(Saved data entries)
//! Great-circle distance helpers for proximity search.

/// Mean earth radius in kilometres.
pub const EARTH_RADIUS_KM: f64 = 6371.0;

/// A WGS84 coordinate in decimal degrees.
#[derive(Debug, Clone, Copy, PartialEq)]
pub struct Point {
    pub lat: f64,
    pub lng: f64,
}

impl Point {
    pub fn new(lat: f64, lng: f64) -> Self {
        Self { lat, lng }
    }

    /// True when both components are finite and inside the valid ranges.
    pub fn is_valid(&self) -> bool {
        self.lat.is_finite()
            && self.lng.is_finite()
            && (-90.0..=90.0).contains(&self.lat)
            && (-180.0..=180.0).contains(&self.lng)
    }
}

/// Haversine distance between two points in kilometres.
pub fn haversine_km(a: Point, b: Point) -> f64 {
    let d_lat = (b.lat - a.lat).to_radians();
    let d_lng = (b.lng - a.lng).to_radians();
    let h = (d_lat / 2.0).sin().powi(2)
        + a.lat.to_radians().cos() * b.lat.to_radians().cos() * (d_lng / 2.0).sin().powi(2);
    2.0 * EARTH_RADIUS_KM * h.sqrt().atan2((1.0 - h).sqrt())
}

/// Latitude/longitude rectangle that contains every point within a radius.
#[derive(Debug, Clone, Copy, PartialEq)]
pub struct BoundingBox {
    pub min_lat: f64,
    pub max_lat: f64,
    pub min_lng: f64,
    pub max_lng: f64,
}

/// Cheap SQL prefilter for a radius search. The exact check is
/// [`haversine_km`]; this box only has to be a superset.
///
/// Longitude is left unbounded near the poles or when the box would wrap
/// the antimeridian.
pub fn bounding_box(center: Point, radius_km: f64) -> BoundingBox {
    let lat_delta = (radius_km / EARTH_RADIUS_KM).to_degrees();
    let min_lat = (center.lat - lat_delta).max(-90.0);
    let max_lat = (center.lat + lat_delta).min(90.0);

    let cos_lat = center.lat.to_radians().cos();
    if cos_lat < 1e-6 || min_lat <= -90.0 || max_lat >= 90.0 {
        return BoundingBox { min_lat, max_lat, min_lng: -180.0, max_lng: 180.0 };
    }

    let lng_delta = (radius_km / (EARTH_RADIUS_KM * cos_lat)).to_degrees();
    let (min_lng, max_lng) = (center.lng - lng_delta, center.lng + lng_delta);
    if min_lng < -180.0 || max_lng > 180.0 {
        return BoundingBox { min_lat, max_lat, min_lng: -180.0, max_lng: 180.0 };
    }

    BoundingBox { min_lat, max_lat, min_lng, max_lng }
}

/// Rounds to two decimal places.
pub fn round2(v: f64) -> f64 {
    (v * 100.0).round() / 100.0
}

#[cfg(test)]
mod tests {
    use super::*;

    const BENGALURU: Point = Point { lat: 12.9716, lng: 77.5946 };
    const MYSURU: Point = Point { lat: 12.2958, lng: 76.6394 };

    #[test]
    fn distance_to_self_is_zero() {
        assert_eq!(haversine_km(BENGALURU, BENGALURU), 0.0);
    }

    #[test]
    fn bengaluru_to_mysuru_is_about_128_km() {
        let d = haversine_km(BENGALURU, MYSURU);
        assert!((d - 128.0).abs() < 2.0, "got {d}");
        assert!((haversine_km(MYSURU, BENGALURU) - d).abs() < 1e-9);
    }

    #[test]
    fn bounding_box_contains_points_within_radius() {
        let bbox = bounding_box(BENGALURU, 150.0);
        assert!(MYSURU.lat >= bbox.min_lat && MYSURU.lat <= bbox.max_lat);
        assert!(MYSURU.lng >= bbox.min_lng && MYSURU.lng <= bbox.max_lng);

        let tight = bounding_box(BENGALURU, 20.0);
        assert!(MYSURU.lng < tight.min_lng);
    }

    #[test]
    fn bounding_box_opens_longitude_near_poles_and_antimeridian() {
        let polar = bounding_box(Point::new(89.99, 10.0), 50.0);
        assert_eq!((polar.min_lng, polar.max_lng), (-180.0, 180.0));

        let fiji = bounding_box(Point::new(-17.7, 179.9), 50.0);
        assert_eq!((fiji.min_lng, fiji.max_lng), (-180.0, 180.0));
    }

    #[test]
    fn point_validation() {
        assert!(BENGALURU.is_valid());
        assert!(!Point::new(91.0, 0.0).is_valid());
        assert!(!Point::new(0.0, f64::NAN).is_valid());
    }

    #[test]
    fn round2_rounds_half_away() {
        assert_eq!(round2(12.345_6), 12.35);
        assert_eq!(round2(0.004), 0.0);
    }
}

Exercise details
Please go through the data above and copy each line containing the word "when".

Exercise result
    /// True when both components are finite and inside the valid ranges.
/// Longitude is left unbounded near the poles or when the box would wrap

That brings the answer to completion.